Gute Schule in Deutschland

Philipp Öttl und Dominique Aegerter sind sich einig: Die deutsche Moto3 Standard / Moto3 GP ist die beste Schule auf dem Weg in die Weltelite.

Philipp Öttl fuhr 2010 und 2011 in der 125ccm Klasse der Internationalen Deutschen Meisterschaft. Heute fährt der 19-Jährige seine dritte Saison in der Moto3-Grand-Prix-Klasse. „Auch ich habe in der deutschen Meisterschaft angefangen. Damals fuhren wir noch 125ccm Maschinen“, erinnert er sich zurück.

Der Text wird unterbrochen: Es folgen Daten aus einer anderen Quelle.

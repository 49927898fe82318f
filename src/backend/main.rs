/**
 * Faultline Server Entry Point
 *
 * Loads configuration from the environment, initializes tracing and serves
 * the Axum application.
 */

#[cfg(feature = "ssr")]
#[tokio::main]
async fn main() -> Result<(), Box<dyn std::error::Error>> {
    // Load environment variables from .env file if present
    dotenv::dotenv().ok();

    let env_filter = std::env::var("RUST_LOG").unwrap_or_else(|_| "info".to_string());

    tracing_subscriber::fmt()
        .with_env_filter(tracing_subscriber::EnvFilter::new(&env_filter))
        .init();

    let config = faultline::shared::config::AppConfig::from_env()?;
    tracing::info!("Server initialization started ({} mode)", config.mode);

    let app = faultline::backend::server::create_app(&config).await;

    let addr = std::net::SocketAddr::from(([0, 0, 0, 0], config.port));
    let listener = tokio::net::TcpListener::bind(addr).await?;
    tracing::info!("Listening on {}", addr);

    axum::serve(listener, app).await?;

    Ok(())
}

#[cfg(not(feature = "ssr"))]
fn main() {
    eprintln!("Server requires the 'ssr' feature to be enabled.");
    eprintln!("Run with: cargo run --bin faultline-server --features ssr");
    std::process::exit(1);
}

Die kleine Kategorie der IDM war zu dieser Zeit sehr stark besetzt und hart umkämpft. „Die Konkurrenz war sehr hoch und das hat mir dabei geholfen zu lernen, mich durchzusetzen und mich auch an ihnen zu messen. Alle waren sehr schnell und auf ähnlichem Material unterwegs. Ich denke nicht, dass ich heute in der Moto3-Weltmeisterschaft wäre, wenn ich diese Schule zuvor nie durchlaufen hätte“, so Öttl weiter.

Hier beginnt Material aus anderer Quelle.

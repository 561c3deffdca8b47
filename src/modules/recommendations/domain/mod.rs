use serde::{Deserialize, Serialize};

use crate::modules::catalog::{AnimeSummary, NamedRef};

/// Per-dimension similarity breakdown computed by the backend.
/// Values are 0.0..=1.0 and are displayed as percentages, never recomputed.
#[derive(Debug, Clone, Copy, Default, PartialEq, Serialize, Deserialize)]
pub struct MatchDetails {
    #[serde(default)]
    pub genre: f64,
    #[serde(default)]
    pub score: f64,
    #[serde(default)]
    pub demographic: f64,
    #[serde(default)]
    pub studio: f64,
    #[serde(default)]
    pub year: f64,
    #[serde(default)]
    pub popularity: f64,
    #[serde(default)]
    pub members: f64,
    #[serde(default)]
    pub favorites: f64,
}

impl MatchDetails {
    pub fn percent(value: f64) -> u32 {
        (value * 100.0).round() as u32
    }
}

/// One recommended title with its precomputed similarity.
#[derive(Debug, Clone, PartialEq, Serialize, Deserialize)]
pub struct Recommendation {
    #[serde(flatten)]
    pub anime: AnimeSummary,
    #[serde(default)]
    pub genres: Vec<NamedRef>,
    pub similarity_score: f64,
    #[serde(default)]
    pub match_details: MatchDetails,
}

impl Recommendation {
    /// Headline match percentage, rounded the way the page shows it.
    pub fn match_percent(&self) -> u32 {
        MatchDetails::percent(self.similarity_score)
    }
}

/// Response of `/anime/{id}/recommendations`.
#[derive(Debug, Clone, PartialEq, Serialize, Deserialize)]
pub struct RecommendationSet {
    #[serde(default)]
    pub target_anime: Option<AnimeSummary>,
    #[serde(default)]
    pub recommendations: Vec<Recommendation>,
}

Der Umstieg von 125ccm auf Moto3 Maschinen ist laut dem GP-Piloten auch in Deutschland enorm wichtig. „Aus der Moto3 kommt einfach der Nachwuchs für alle Klassen, sei es Supersport, Superbike, Moto3, Moto2 oder MotoGP. Diese Kategorie ist unglaublich wichtig, denn alle jungen Talente kommen von dort“, betont Öttl.

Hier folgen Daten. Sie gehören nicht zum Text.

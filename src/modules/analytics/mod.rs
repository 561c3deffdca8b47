pub mod application;
pub mod domain;

pub use application::{OverviewView, StudiosView};
pub use domain::{
    AnalyticsSummary, GenreTrendRow, MarketOverview, StudioAnalyticsReport, StudioSort,
    StudioStats, TimeRange, TrendingReport, YEAR_CHOICES,
};
use std::sync::Arc;
use std::time::{Duration, Instant};
use tokio::sync::Mutex;
use tokio::time::sleep;

/// Minimum-interval rate limiter for third-party API calls.
///
/// Only the Jikan client is throttled; the first-party backend client
/// issues requests unthrottled.
#[derive(Debug, Clone)]
pub struct RateLimiter {
    last_request: Arc<Mutex<Instant>>,
    min_interval: Duration,
}

impl RateLimiter {
    pub fn new(requests_per_second: f64) -> Self {
        let min_interval = Duration::from_secs_f64(1.0 / requests_per_second);
        Self {
            last_request: Arc::new(Mutex::new(Instant::now() - min_interval)),
            min_interval,
        }
    }

    pub async fn wait(&self) {
        let mut last = self.last_request.lock().await;
        let now = Instant::now();
        let elapsed = now.duration_since(*last);

        if elapsed < self.min_interval {
            sleep(self.min_interval - elapsed).await;
        }

        *last = Instant::now();
    }
}

#[cfg(test)]
mod tests {
    use super::*;

    #[tokio::test(start_paused = true)]
    async fn spaces_out_consecutive_calls() {
        let limiter = RateLimiter::new(10.0);
        let start = tokio::time::Instant::now();

        limiter.wait().await;
        limiter.wait().await;
        limiter.wait().await;

        // Two enforced gaps of 100ms each.
        assert!(start.elapsed() >= Duration::from_millis(200));
    }
}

Dominique Aegerter, der seine Karriere wie Öttl zunächst im ADAC Junior Cup und dann in der kleinen Kategorie der IDM angefangen hat, kann seinem WM-Kollegen nicht widersprechen. „Die Moto3 ist wichtig für den Nachwuchs“, bestätigt der Schweizer, für den der Weg nach Deutschland immer am praktischsten war. „Für mich war es die beste Lösung. Deutschland ist nicht so weit weg von der Schweiz. Das Niveau war damals ziemlich gut.“

Aegerter fuhr 2002 und 2003 im ADAC Junior Cup und in der 125ccm Klasse der IDM. „Dabei lernt man alles, was man später braucht: die Abläufe, das Gefühl zum Motorrad, und sammelt Erfahrungen. Man fängt klein an und muss sich eigentlich alles selbst erarbeiten und Erfahrungen sammeln“, schildert der heutige Moto2-Pilot weiter.

Außerdem begrüßt auch Aegerter den Umstieg von 125ccm Maschinen auf Moto3-Motorräder. „Die werden dann später in der Weltmeisterschaft eingesetzt. Das ist enorm wichtig für den Nachwuchs, gleich ein richtiges Gefühl dafür zu bekommen. Ob Stefan Bradl, Sandro Cortese, Michael Ranseder, Dario Giuseppetti, alle sind IDM gefahren, bevor sie ihre internationale Karriere begonnen haben, das zeigt, wie gut die Schule in Deutschland ist“, ergänzt er.